Recent clinical guidelines by the American College of Chest Physicians recommend ≥3 months of an oral factor Xa inhibitor (eg, rivaroxaban) for patients with DVT or pulmonary embolism (PE).

20
Q

When should an IVC filter be considered for DVT?

A

When anticoagulation is contraindicated (e.g., active bleeding).

21
Q

When should a CTA of the lungs be performed in the setting of DVT?

A

A CT scan of the chest is typically recommended for patients with DVT who have pulmonary symptoms (eg, chest pain, shortness of breath, hemoptysis). Treatment of PE is often the same as for DVT.

22
Q

What is the treatment for distal DVT?

A

Anticoagulation or close observation with serial ultrasound if asymptomatic.

23
Q

What is the management of massive proximal DVT?

A

Massive proximal DVT (involving the iliac or femoral veins) is a serious condition, particularly if it is associated with phlegmasia cerulea dolens (PCD), which can lead to limb ischemia and gangrene. The management approach depends on the hemodynamic status, presence of limb-threatening symptoms, and risk of embolization. Anticoagulation (First-Line Therapy) is given, such as Direct Oral Anticoagulants (DOACs) (e.g., rivaroxaban, apixaban): Suitable for stable cases without phlegmasia cerulea dolens or limb ischemia. Low-Molecular-Weight Heparin (LMWH) (e.g., enoxaparin 1 mg/kg SC BID): Preferred in stable patients without immediate intervention needs.

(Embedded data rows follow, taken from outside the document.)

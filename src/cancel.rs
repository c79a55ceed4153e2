//! Run-wide cancellation.
//!
//! A single [`CancelToken`] is created per run and cloned into every stage.
//! Ctrl-C and the overall deadline both trip it; every network, model or
//! rate-limiter await is raced against [`CancelToken::cancelled`].

use crate::error::{Error, Result};
use std::future::Future;
use std::sync::Arc;
use std::time::Duration;
use tokio::sync::watch;
use tracing::warn;

#[derive(Debug, Clone)]
pub struct CancelToken {
    tx: Arc<watch::Sender<bool>>,
    rx: watch::Receiver<bool>,
}

impl CancelToken {
    pub fn new() -> Self {
        let (tx, rx) = watch::channel(false);
        Self {
            tx: Arc::new(tx),
            rx,
        }
    }

    pub fn cancel(&self) {
        self.tx.send_replace(true);
    }

    pub fn is_cancelled(&self) -> bool {
        *self.rx.borrow()
    }

    /// Resolves once the token has been cancelled.
    pub async fn cancelled(&self) {
        let mut rx = self.rx.clone();
        // The sender lives as long as any clone of the token, so this only
        // returns once the flag flips.
        let _ = rx.wait_for(|cancelled| *cancelled).await;
    }

    /// Cancel the token once `deadline` has elapsed.
    pub fn cancel_after(&self, deadline: Duration) -> tokio::task::JoinHandle<()> {
        let token = self.clone();
        tokio::spawn(async move {
            tokio::time::sleep(deadline).await;
            if !token.is_cancelled() {
                warn!(deadline_secs = deadline.as_secs(), "Run deadline reached; cancelling");
                token.cancel();
            }
        })
    }

    /// Drive `fut` to completion unless the token is cancelled first.
    pub async fn run<F: Future>(&self, fut: F) -> Result<F::Output> {
        if self.is_cancelled() {
            return Err(Error::Cancelled);
        }
        tokio::select! {
            biased;
            _ = self.cancelled() => Err(Error::Cancelled),
            out = fut => Ok(out),
        }
    }
}

impl Default for CancelToken {
    fn default() -> Self {
        Self::new()
    }
}
//! Feed resolution for RSS 0.9x/1.0/2.0 and Atom documents.
//!
//! Parsing is delegated to `feed-rs`, which understands every format and
//! keeps namespaced extensions (`media:*`, `dc:*`, `atom:*`) out of the core
//! item fields.

use crate::error::{Error, Result};
use crate::models::{ArticleLink, FeedInfo};
use feed_rs::model::{Entry, Link};
use feed_rs::parser;
use reqwest::Client;
use tracing::{debug, info, instrument};
use url::Url;

/// Turns a feed URL into its title and article links.
pub trait FeedResolver {
    async fn resolve(&self, feed_url: &str) -> Result<FeedInfo>;
}

impl<T: FeedResolver> FeedResolver for &T {
    async fn resolve(&self, feed_url: &str) -> Result<FeedInfo> {
        (**self).resolve(feed_url).await
    }
}

/// The `alternate` link, or a link without `rel`, or the first link.
fn primary_link(links: &[Link]) -> Option<&str> {
    links
        .iter()
        .find(|l| matches!(l.rel.as_deref(), None | Some("alternate")))
        .or_else(|| links.first())
        .map(|l| l.href.as_str())
}

fn entry_link(entry: &Entry, base: Option<&Url>) -> ArticleLink {
    let title = entry
        .title
        .as_ref()
        .map(|t| t.content.trim().to_string())
        .unwrap_or_default();
    let url = primary_link(&entry.links)
        .map(|href| absolutize(base, href.trim()))
        .unwrap_or_default();
    ArticleLink { url, title }
}

/// Parse a feed body.
///
/// Links are resolved against `feed_url` and the feed title falls back to
/// `feed_url` when the document has none. Every entry is returned as found,
/// including those with an empty link or title; filtering happens in
/// [`crate::scrapers::usable_links`].
///
/// # Errors
///
/// [`Error::Feed`] when the body is not an RSS or Atom document.
pub fn parse_feed(xml: &str, feed_url: &str) -> Result<FeedInfo> {
    let feed = parser::parse(xml.as_bytes()).map_err(|e| Error::Feed {
        url: feed_url.to_string(),
        reason: format!("not a valid RSS or Atom document: {e}"),
    })?;

    let base = Url::parse(feed_url).ok();
    let links = feed
        .entries
        .iter()
        .map(|entry| entry_link(entry, base.as_ref()))
        .collect();

    let title = feed
        .title
        .map(|t| t.content.trim().to_string())
        .filter(|t| !t.is_empty())
        .unwrap_or_else(|| feed_url.to_string());

    Ok(FeedInfo { title, links })
}

fn absolutize(base: Option<&Url>, link: &str) -> String {
    if link.is_empty() {
        return String::new();
    }
    match base.map(|b| b.join(link)) {
        Some(Ok(resolved)) => resolved.to_string(),
        _ => link.to_string(),
    }
}

/// Resolves feeds over HTTP.
#[derive(Debug, Clone)]
pub struct HttpFeedResolver {
    http: Client,
}

impl HttpFeedResolver {
    pub fn new(http: Client) -> Self {
        Self { http }
    }
}

impl FeedResolver for HttpFeedResolver {
    #[instrument(level = "info", skip(self))]
    async fn resolve(&self, feed_url: &str) -> Result<FeedInfo> {
        let feed_error = |reason: String| Error::Feed {
            url: feed_url.to_string(),
            reason,
        };

        let resp = self
            .http
            .get(feed_url)
            .send()
            .await
            .map_err(|e| feed_error(e.to_string()))?;
        let status = resp.status();
        if !status.is_success() {
            return Err(feed_error(format!("HTTP {status}")));
        }
        let body = resp.text().await.map_err(|e| feed_error(e.to_string()))?;
        debug!(bytes = body.len(), "Downloaded feed document");

        let feed = parse_feed(&body, feed_url)?;
        info!(title = %feed.title, items = feed.links.len(), "Resolved feed");
        Ok(feed)
    }
}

Unfractionated Heparin (UFH) IV: Preferred if high risk of bleeding or procedural intervention (thrombolysis, thrombectomy) is planned. Thrombolytics (tPA) or surgical thrombectomy if severe swelling or ischemia is present.

24
Q

What is the recommended anticoagulation for pregnancy-associated DVT?

A

Low molecular weight heparin (LMWH), as warfarin is teratogenic.

25
Q

Are antiplatelets ever used in DVT?

A

Antiplatelet therapy is not commonly used in the treatment of DVT. Antiplatelet therapy such as aspirin is often used for primary or secondary prevention of cardiovascular disease (eg, coronary artery disease, heart attack, stroke).

26
Q

What are complications of untreated DVT?

A

Pulmonary embolism (PE), post-thrombotic syndrome (chronic venous insufficiency), and phlegmasia cerulea dolens (severe pain and edema with blue discoloration due to ischemia from excessive proximal DVT; indication for thrombolytic surgical thrombectomy).

27
Q

What is phlegmasia cerulea dolens?

A

A severe DVT complication causing ischemia, massive swelling, and blue discoloration.

28
Q

What is post-thrombotic syndrome?

A

Chronic venous insufficiency due to prior DVT, presenting with pain, edema, and skin changes.

29
Q

Who should receive DVT prophylaxis in the hospital?

A

Patients with ICU admission, cancer, stroke, CHF, MI, age >75, prior DVT, renal failure, obesity, or prolonged immobility.

30
Q

What are pharmacologic options for inpatient DVT prophylaxis?

A

LMWH, unfractionated heparin, or fondaparinux (unless contraindicated due to bleeding risk).

31
Q

What are non-pharmacologic options for DVT prophylaxis?

A

Mechanical compression devices (e.g., graduated compression stockings, intermittent pneumatic compression).

32
Q

Which cancers are commonly associated with DVTs?

A

Pancreatic cancer, lung cancer, and gastrointestinal malignancies (Trousseau syndrome).

33
Q

What is Trousseau syndrome?

A

Migratory superficial thrombophlebitis associated with malignancy.